The International Civil Aviation Organization (ICAO), the United Nations’ aviation agency, said this week that global air traffic could drop by up to 1.2 billion passengers by September of this year.
That’s a dramatic dropoff in less than nine months of air travel, but that’s what the coronavirus global pandemic has wrought on the airline and travel industry.
ICAO, in a statement, estimated that international travel could drop by as much as two-thirds from previous forecasts for the first three quarters of 2020. Even if the virus subsides, ICAO believes that demand will continue to wane as fliers stay leery of the effects of the sickness.
Airlines have seen a drop of nearly 90 percent of customers since the virus first started spreading globally back in January and February.

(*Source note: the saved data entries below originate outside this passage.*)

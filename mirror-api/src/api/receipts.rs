//! Payment receipt endpoints

use axum::{
    extract::{rejection::JsonRejection, Path, State},
    http::StatusCode,
    Json,
};
use mirror_common::records::{NewReceipt, Receipt};

use super::ApiResult;
use crate::AppState;

/// POST /api/payment/receipts
pub async fn create_receipt(
    State(state): State<AppState>,
    payload: Result<Json<NewReceipt>, JsonRejection>,
) -> ApiResult<(StatusCode, Json<Receipt>)> {
    let Json(input) = payload?;
    let receipt = state.receipts.create_receipt(input).await?;
    Ok((StatusCode::CREATED, Json(receipt)))
}

/// GET /api/payment/receipts/:receipt_number
pub async fn get_receipt(
    State(state): State<AppState>,
    Path(receipt_number): Path<String>,
) -> ApiResult<Json<Receipt>> {
    let receipt = state.receipts.find_by_number(&receipt_number).await?;
    Ok(Json(receipt))
}
//! SQLite store backend over the `kv_store` table

use async_trait::async_trait;
use serde_json::Value;
use sqlx::SqlitePool;
use tracing::debug;

use super::KeyValueStore;
use crate::Result;

/// Store persisting JSON text in `kv_store`
#[derive(Debug, Clone)]
pub struct SqliteStore {
    pool: SqlitePool,
}

impl SqliteStore {
    /// Wrap a pool whose schema was created by [`crate::db::init_database`]
    pub fn new(pool: SqlitePool) -> Self {
        Self { pool }
    }

    pub fn pool(&self) -> &SqlitePool {
        &self.pool
    }
}

#[async_trait]
impl KeyValueStore for SqliteStore {
    fn backend_name(&self) -> &'static str {
        "sqlite"
    }

    async fn get(&self, key: &str) -> Result<Option<Value>> {
        let row: Option<(String,)> = sqlx::query_as("SELECT value FROM kv_store WHERE key = ?")
            .bind(key)
            .fetch_optional(&self.pool)
            .await?;

        match row {
            Some((text,)) => Ok(Some(serde_json::from_str(&text)?)),
            None => Ok(None),
        }
    }

    async fn set(&self, key: &str, value: &Value) -> Result<()> {
        let text = serde_json::to_string(value)?;
        sqlx::query(
            r#"
            INSERT INTO kv_store (key, value, updated_at)
            VALUES (?, ?, CURRENT_TIMESTAMP)
            ON CONFLICT(key) DO UPDATE SET value = excluded.value, updated_at = CURRENT_TIMESTAMP
            "#,
        )
        .bind(key)
        .bind(&text)
        .execute(&self.pool)
        .await?;

        debug!("kv_store: wrote {} bytes to '{}'", text.len(), key);
        Ok(())
    }

    async fn delete(&self, key: &str) -> Result<bool> {
        let result = sqlx::query("DELETE FROM kv_store WHERE key = ?")
            .bind(key)
            .execute(&self.pool)
            .await?;
        Ok(result.rows_affected() > 0)
    }

    async fn keys(&self) -> Result<Vec<String>> {
        let keys = sqlx::query_scalar::<_, String>("SELECT key FROM kv_store ORDER BY key")
            .fetch_all(&self.pool)
            .await?;
        Ok(keys)
    }
}
//! End-to-end rendering tests
//!
//! Layout is checked on a RecordingCanvas; pixel properties on the raster
//! backend with the embedded font.

use mirror_art::canvas::{Canvas, DrawOp, Layer, Paint, Shape};
use mirror_art::render::{FOOTER_MARK, FOOTER_OFFSET};
use mirror_art::{
    add_alpha, generate_artifact, render_artifact, wrap_text, AnalysisResult, ArtifactGenerator,
    ColorPalette, FontSpec, RecordingCanvas, RenderError, TextAlign, Tone, ARTIFACT_SIZE,
};

fn sample(tone: &str) -> AnalysisResult {
    AnalysisResult::new(
        tone,
        [
            "I keep dreaming of a house with endless rooms.",
            "Every door opens onto the sea.",
            "Maybe I am looking for somewhere to rest.",
        ],
    )
}

fn record(analysis: &AnalysisResult) -> RecordingCanvas {
    let mut canvas = RecordingCanvas::new(ARTIFACT_SIZE, ARTIFACT_SIZE);
    render_artifact(&mut canvas, analysis).unwrap();
    canvas
}

fn text_baselines(canvas: &RecordingCanvas, layer: Layer) -> Vec<f32> {
    canvas
        .ops_in(layer)
        .filter_map(|op| match op {
            DrawOp::Text { origin, .. } => Some(origin.y),
            _ => None,
        })
        .collect()
}

// ========================================
// Raster output
// ========================================

#[test]
fn test_every_tone_renders_opaque_square() {
    for tone in Tone::all_variants() {
        let artifact = generate_artifact(&sample(tone.as_str())).unwrap();
        assert_eq!(artifact.width(), 1080, "{}", tone);
        assert_eq!(artifact.height(), 1080, "{}", tone);
        assert!(artifact.is_opaque(), "{} left transparent pixels", tone);
    }
}

#[test]
fn test_unknown_tone_matches_fusion_pixels() {
    let fusion = generate_artifact(&sample("fusion")).unwrap();
    let unknown = generate_artifact(&sample("melancholy")).unwrap();
    assert_eq!(fusion.data(), unknown.data());
}

#[test]
fn test_same_input_same_pixels() {
    let generator = ArtifactGenerator::with_builtin_font();
    let a = generator.generate(&sample("intense")).unwrap();
    let b = generator.generate(&sample("intense")).unwrap();
    assert_eq!(a.data(), b.data());
}

#[test]
fn test_translucent_background_still_opaque() {
    let analysis = sample("gentle").with_palette(ColorPalette {
        background: Some("rgba(0, 0, 0, 0.1)".to_string()),
        ..ColorPalette::default()
    });
    assert!(generate_artifact(&analysis).unwrap().is_opaque());
}

#[test]
fn test_png_output() {
    let png = generate_artifact(&sample("gentle")).unwrap().to_png().unwrap();
    assert_eq!(&png[..8], &[0x89, b'P', b'N', b'G', 0x0D, 0x0A, 0x1A, 0x0A]);

    // IHDR is the first chunk: length, type, then big-endian width and height
    assert_eq!(&png[12..16], b"IHDR");
    assert_eq!(u32::from_be_bytes([png[16], png[17], png[18], png[19]]), 1080);
    assert_eq!(u32::from_be_bytes([png[20], png[21], png[22], png[23]]), 1080);
}

#[test]
fn test_wrong_sentence_count_rejected() {
    let mut analysis = sample("fusion");
    analysis.selected_sentences.push("A fourth sentence.".to_string());
    assert!(matches!(
        generate_artifact(&analysis),
        Err(RenderError::InvalidAnalysis(_))
    ));
}

// ========================================
// Composition
// ========================================

#[test]
fn test_footer_drawn_last_for_every_tone() {
    for tone in Tone::all_variants() {
        let canvas = record(&sample(tone.as_str()));
        let ops = canvas.ops();

        let first_branding = ops
            .iter()
            .position(|op| op.layer() == Layer::Branding)
            .unwrap();
        let last_content = ops
            .iter()
            .rposition(|op| op.layer() == Layer::Content)
            .unwrap();
        assert!(last_content < first_branding, "{}", tone);
        assert!(ops[first_branding..]
            .iter()
            .all(|op| op.layer() == Layer::Branding));

        assert_eq!(canvas.texts_in(Layer::Branding), vec![FOOTER_MARK]);
        let footer = text_baselines(&canvas, Layer::Branding);
        assert_eq!(footer, vec![1080.0 - FOOTER_OFFSET]);
    }
}

#[test]
fn test_background_painted_first_and_full() {
    for tone in Tone::all_variants() {
        let canvas = record(&sample(tone.as_str()));
        match &canvas.ops()[0] {
            DrawOp::Fill {
                layer: Layer::Background,
                shape: Shape::Rect { x, y, width, height },
                paint: Paint::Solid(color),
                ..
            } => {
                assert_eq!((*x, *y, *width, *height), (0.0, 0.0, 1080.0, 1080.0));
                assert_eq!(color.a, 1.0);
            }
            other => panic!("{}: unexpected first op {:?}", tone, other),
        }
    }
}

#[test]
fn test_gentle_scenario() {
    let analysis = AnalysisResult::new("gentle", ["A short line.", "Another.", "Third one here."])
        .with_palette(ColorPalette {
            background: Some("#0F0F23".to_string()),
            accent: Some("#FFFFFF".to_string()),
            ..ColorPalette::default()
        });
    let canvas = record(&analysis);

    let gradients = canvas
        .ops_in(Layer::Background)
        .filter(|op| matches!(op, DrawOp::Fill { paint: Paint::LinearGradient { .. }, .. }))
        .count();
    assert_eq!(gradients, 1);

    let stars = canvas
        .ops_in(Layer::Decoration)
        .filter(|op| matches!(op, DrawOp::Fill { shape: Shape::Circle { .. }, .. }))
        .count();
    assert_eq!(stars, 20);

    assert_eq!(
        canvas.texts_in(Layer::Content),
        vec!["A short line.", "Another.", "Third one here."]
    );
    let baselines = text_baselines(&canvas, Layer::Content);
    let middle = 540.0;
    assert!(baselines[0] < middle);
    assert!(baselines[2] > middle);
    assert!((baselines[1] - middle).abs() <= 40.0);
}

#[test]
fn test_intense_anchors() {
    let canvas = record(&AnalysisResult::new("intense", ["Left.", "Right.", "Bottom."]));
    let texts: Vec<_> = canvas
        .ops_in(Layer::Content)
        .filter_map(|op| match op {
            DrawOp::Text { origin, align, .. } => Some((origin.x, *align)),
            _ => None,
        })
        .collect();
    assert_eq!(texts.len(), 3);
    assert_eq!(texts[0].1, TextAlign::Left);
    assert_eq!(texts[1].1, TextAlign::Right);
    assert_eq!(texts[2].1, TextAlign::Center);
    assert!(texts[0].0 < texts[2].0 && texts[2].0 < texts[1].0);
}

#[test]
fn test_centered_layout_hint() {
    let mut analysis = sample("fusion");
    analysis.layout = Some("centered".to_string());
    let canvas = record(&analysis);
    for op in canvas.ops_in(Layer::Content) {
        if let DrawOp::Text { origin, .. } = op {
            assert_eq!(origin.x, 540.0);
        }
    }
}

#[test]
fn test_all_words_rendered() {
    for tone in Tone::all_variants() {
        let analysis = sample(tone.as_str());
        let canvas = record(&analysis);
        let rendered: Vec<&str> = canvas
            .texts_in(Layer::Content)
            .into_iter()
            .flat_map(str::split_whitespace)
            .collect();
        let expected: Vec<&str> = analysis
            .selected_sentences
            .iter()
            .flat_map(|s| s.split_whitespace())
            .collect();
        assert_eq!(rendered, expected, "{}", tone);
    }
}

// ========================================
// Wrapping and colors
// ========================================

#[test]
fn test_wrap_width_of_one_word() {
    let canvas = RecordingCanvas::new(100, 100);
    let font = FontSpec::new("sans", 10.0, mirror_art::FontWeight::Regular);
    let word_width = canvas.measure_text("abcd", &font).unwrap();

    let lines = wrap_text("abcd efgh ijkl", word_width, |s| canvas.measure_text(s, &font)).unwrap();
    assert_eq!(lines, vec!["abcd", "efgh", "ijkl"]);
}

#[test]
fn test_wrap_wide_enough_for_sentence() {
    let canvas = RecordingCanvas::new(100, 100);
    let font = FontSpec::new("sans", 10.0, mirror_art::FontWeight::Bold);
    let sentence = "every door opens onto the sea";
    let full = canvas.measure_text(sentence, &font).unwrap();

    let lines = wrap_text(sentence, full + 1.0, |s| canvas.measure_text(s, &font)).unwrap();
    assert_eq!(lines, vec![sentence]);
}

#[test]
fn test_wrap_keeps_every_word() {
    let text = "one two three four five six seven eight nine ten eleven";
    for max in [1.0, 8.0, 13.0, 20.0, 500.0] {
        let lines = wrap_text(text, max, |s| Ok(s.len() as f32)).unwrap();
        assert_eq!(lines.join(" "), text, "max width {}", max);
    }
}

#[test]
fn test_add_alpha() {
    assert_eq!(add_alpha("#000000", 0.5), "rgba(0, 0, 0, 0.5)");
    assert_eq!(add_alpha("not-a-hex", 0.5), "not-a-hex");
}

#[test]
fn test_measure_failure_aborts_render() {
    struct BrokenCanvas(RecordingCanvas);

    impl Canvas for BrokenCanvas {
        fn width(&self) -> u32 {
            self.0.width()
        }
        fn height(&self) -> u32 {
            self.0.height()
        }
        fn draw(&mut self, op: DrawOp) -> mirror_art::Result<()> {
            self.0.draw(op)
        }
        fn measure_text(&self, _: &str, _: &FontSpec) -> mirror_art::Result<f32> {
            Err(RenderError::Measure("font unavailable".to_string()))
        }
    }

    let mut canvas = BrokenCanvas(RecordingCanvas::new(ARTIFACT_SIZE, ARTIFACT_SIZE));
    let result = render_artifact(&mut canvas, &sample("gentle"));
    assert!(matches!(result, Err(RenderError::Measure(_))));
    assert!(canvas.0.texts_in(Layer::Branding).is_empty());
}
//! mirror-api library
//!
//! HTTP service exposing the artifact generator and the legacy record
//! storage. Admin routes sit behind timestamp + hash authentication; all
//! other routes are public.

use axum::Router;
use mirror_art::ArtifactGenerator;
use mirror_common::records::{GiftService, ReceiptService, RegistrationService};
use mirror_common::SharedStore;
use tower_http::cors::CorsLayer;
use tower_http::trace::TraceLayer;

pub mod api;

/// Application state shared across HTTP handlers
#[derive(Clone)]
pub struct AppState {
    pub receipts: ReceiptService,
    pub gifts: GiftService,
    pub registrations: RegistrationService,
    pub generator: ArtifactGenerator,
    /// Shared secret for admin authentication (0 disables checking)
    pub shared_secret: i64,
}

impl AppState {
    pub fn new(store: SharedStore, generator: ArtifactGenerator, shared_secret: i64) -> Self {
        Self {
            receipts: ReceiptService::new(store.clone()),
            gifts: GiftService::new(store.clone()),
            registrations: RegistrationService::new(store),
            generator,
            shared_secret,
        }
    }
}

/// Build application router
pub fn build_router(state: AppState) -> Router {
    use axum::middleware;
    use axum::routing::{delete, get, post, put};

    // Admin routes (require authentication)
    let protected = Router::new()
        .route("/api/admin/receipts", get(api::admin::list_receipts))
        .route("/api/admin/receipts/:id/status", put(api::admin::update_receipt_status))
        .route("/api/admin/receipts/:id", delete(api::admin::delete_receipt))
        .route("/api/admin/gifts", get(api::admin::list_gifts))
        .route("/api/admin/gifts/:id/status", put(api::admin::update_gift_status))
        .route("/api/admin/gifts/:id", delete(api::admin::delete_gift))
        .route("/api/admin/registrations", get(api::admin::list_registrations))
        .route(
            "/api/admin/registrations/:id/status",
            put(api::admin::update_registration_status),
        )
        .route("/api/admin/registrations/:id", delete(api::admin::delete_registration))
        .layer(middleware::from_fn_with_state(
            state.clone(),
            api::auth_middleware,
        ));

    // Public routes
    let public = Router::new()
        .route("/api/buildinfo", get(api::get_build_info))
        .route("/api/artifacts", post(api::create_artifact))
        .route("/api/payment/receipts", post(api::create_receipt))
        .route("/api/payment/receipts/:receipt_number", get(api::get_receipt))
        .route("/api/gift", post(api::create_gift))
        .route("/api/gift/:code", get(api::get_gift))
        .route("/api/gift/:code/redeem", post(api::redeem_gift))
        .route("/api/register", post(api::register))
        .merge(api::health_routes());

    Router::new()
        .merge(protected)
        .merge(public)
        .with_state(state)
        .layer(TraceLayer::new_for_http())
        .layer(CorsLayer::permissive())
}
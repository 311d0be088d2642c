//! Artifact rendering endpoint

use axum::{
    extract::{rejection::JsonRejection, State},
    http::header,
    response::{IntoResponse, Response},
    Json,
};
use mirror_art::AnalysisResult;
use tracing::debug;

use super::{ApiError, ApiResult};
use crate::AppState;

/// POST /api/artifacts
///
/// Body is an analysis result (`tone`, `selectedSentences`, `colorPalette`,
/// ...). Responds with the rendered artifact as `image/png`.
pub async fn create_artifact(
    State(state): State<AppState>,
    payload: Result<Json<AnalysisResult>, JsonRejection>,
) -> ApiResult<Response> {
    let Json(analysis) = payload?;
    debug!("Artifact requested: tone={}", analysis.tone);

    // Rendering is CPU-bound; keep it off the async workers
    let generator = state.generator.clone();
    let png = tokio::task::spawn_blocking(move || {
        let artifact = generator.generate(&analysis)?;
        artifact.to_png()
    })
    .await
    .map_err(|e| ApiError::Internal(format!("Render task failed: {}", e)))??;

    Ok(([(header::CONTENT_TYPE, "image/png")], png).into_response())
}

“As overall severity and duration of the pandemic are still uncertain, ICAO has developed six different recovery paths under two indicative scenarios to explore the potential short-term economic implication of COVID-19 pandemic,” ICAO Secretary General Fang Liu said in a message to representatives of ICAO’s member states.
ICAO used two models to determine its estimates according to Business World. Under a V-shaped path (a first sign of recovery in late May), there could be an overall reduction ranging from 41 to 56 percent of seats offered by airlines and an overall reduction of 705 to 963 million passengers. That could lead to a loss of anywhere between $160 billion to $218 billion for all airlines.
Under a U-shaped path (a restart in third quarter or later), there could be overall reduction ranging from 57 to 67 percent of seats offered by airlines and an overall reduction of 961 million to 1.11 billion passengers. That would mean a loss of $218 billion to $253 billion in gross operating revenues of airlines.